Afghan Jailed on Lesbos for Helping Refugees Cleared, Released

MYTILENE – An Afghan refugee who had been in jail for two years on the island of Lesbos escaped the rest of a 50-year sentence on charges of aiding refugees and migrants get into Greece when an appeals court ordered him released.’

Akif Rasuli said he had wrongfully been imprisoned on charges of “facilitating the entry” of undocumented migrants. “I always said I was innocent and they finally believed me,” reported the British newspaper The Guardian.

The three-member tribunal overturned the conviction citing lack of evidence as human rights groups protested that Greece has been pushing back refugees and migrants and going after those trying to aid them.

“I am very happy, very but right now my thoughts are with all the others, so many people like me, who are also in prison in Greece,” said Rasuli with another Afghan, Amir Zahiri, accused of the same crime having his sentence cut from 50 to eight years but also expected to be released, the paper said. He was traveling with his young daughter and pregnant wife.
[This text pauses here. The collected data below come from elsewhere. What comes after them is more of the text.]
// Copyright (C) 2025-present The NetGauze Authors.
//
// Licensed under the Apache License, Version 2.0 (the "License");
// you may not use this file except in compliance with the License.
// You may obtain a copy of the License at
//
//    http://www.apache.org/licenses/LICENSE-2.0
//
// Unless required by applicable law or agreed to in writing, software
// distributed under the License is distributed on an "AS IS" BASIS,
// WITHOUT WARRANTIES OR CONDITIONS OF ANY KIND, either express or
// implied.
// See the License for the specific language governing permissions and
// limitations under the License.

//! Metric definitions computed per interval.
//!
//! The aggregation itself is performed by the fetch collaborator (see
//! [crate::fetch::MetricFetcher]); a definition only names the source argument,
//! the function and the output precision.

use crate::value::Value;
use serde::{Deserialize, Serialize};
use strum_macros::Display;

#[derive(Display, Clone, Copy, Eq, PartialEq, Hash, Debug, Serialize, Deserialize)]
#[serde(rename_all = "SCREAMING_SNAKE_CASE")]
#[strum(serialize_all = "SCREAMING_SNAKE_CASE")]
pub enum AggFunction {
    Min,
    Max,
    Sum,
    Avg,
    Count,
    CountUnique,
}

impl AggFunction {
    /// Count-like functions have a natural zero for an empty interval
    pub const fn is_count(&self) -> bool {
        matches!(self, Self::Count | Self::CountUnique)
    }
}

#[derive(Debug, Clone, PartialEq, Serialize, Deserialize)]
pub struct MetricDefinition {
    /// Name of the declared argument the metric is computed from
    pub input: String,
    pub function: AggFunction,
    /// Overrides the configuration-wide rounding
    #[serde(default, skip_serializing_if = "::std::option::Option::is_none")]
    pub decimals: Option<u32>,
    /// Value reported for an interval that closed without any data
    #[serde(default, skip_serializing_if = "::std::option::Option::is_none")]
    pub default_value: Option<f64>,
}

impl MetricDefinition {
    pub fn new(input: impl Into<String>, function: AggFunction) -> Self {
        Self {
            input: input.into(),
            function,
            decimals: None,
            default_value: None,
        }
    }

    pub fn with_decimals(mut self, decimals: u32) -> Self {
        self.decimals = Some(decimals);
        self
    }

    pub fn with_default_value(mut self, default_value: f64) -> Self {
        self.default_value = Some(default_value);
        self
    }

    /// The value of this metric over an interval that never saw data
    pub fn seed_value(&self) -> Option<Value> {
        if self.function.is_count() {
            Some(Value::Long(0))
        } else {
            self.default_value.map(Value::Double)
        }
    }
}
The men, both in their 20s, had been on the same vessel when it was abandoned in September 2020 as it crossed the Aegean from Turkey, which allows human smugglers to keep sending them.

That’s in violation of an essentially-suspended 2016 swap deal with the European Union that has seen Turkey not being sanctioned even while accusing Greece of pushbacks of refugees and migrants it allowed smugglers to keep sending.

The case was watched closely by Members of the European Parliament and human rights lawyers who flew to the island, the most favored destination for refugees and migrants, and who hoped the release would aid other asylum seekers.

“We will be raising this case as an example of what is happening to thousands of other innocent migrants cruelly languishing in prison,” said Clare Daly, an Irish MEP with the Independents 4 Change party.

“And we will use it to highlight the ludicrous situation that is prevailing in Greece as a result of the manner in which the EU Facilitators package is being enacted,” she added, the paper said.

That was in reference to Greek laws aimed at smugglers but which has been used against NGO’s and others trying to rescue refugees and migrants at sea, scores having drowned since 2015 when they began coming.

She said the law was wrongly being used by law enforcement to go after refugees and migrants and not the smugglers as the New Democracy government said it would try to keep out any more asylum seekers from entering.

“This ambiguity, long highlighted by the European Parliament, cannot continue. The (European) Commission cannot continue to stand idly by while Greece implements it in this way,” she said, although the government has denied other accusations of pushbacks.

“If, like Amir, you admit even touching the helm of a boat, even if it’s abandoned by smugglers, the sentence is very tough,” Alexandros Georgoulis, a lawyer who specializes in assisting refugees and represented Zahiri told the paper.

“It’s so unfair when all you have done is try to help your family and it is very probable that others (passengers not singled out) have been at the helm too. But the law, as it stands, is problematic and that is why our jails now are so full of these people,” he said of the law.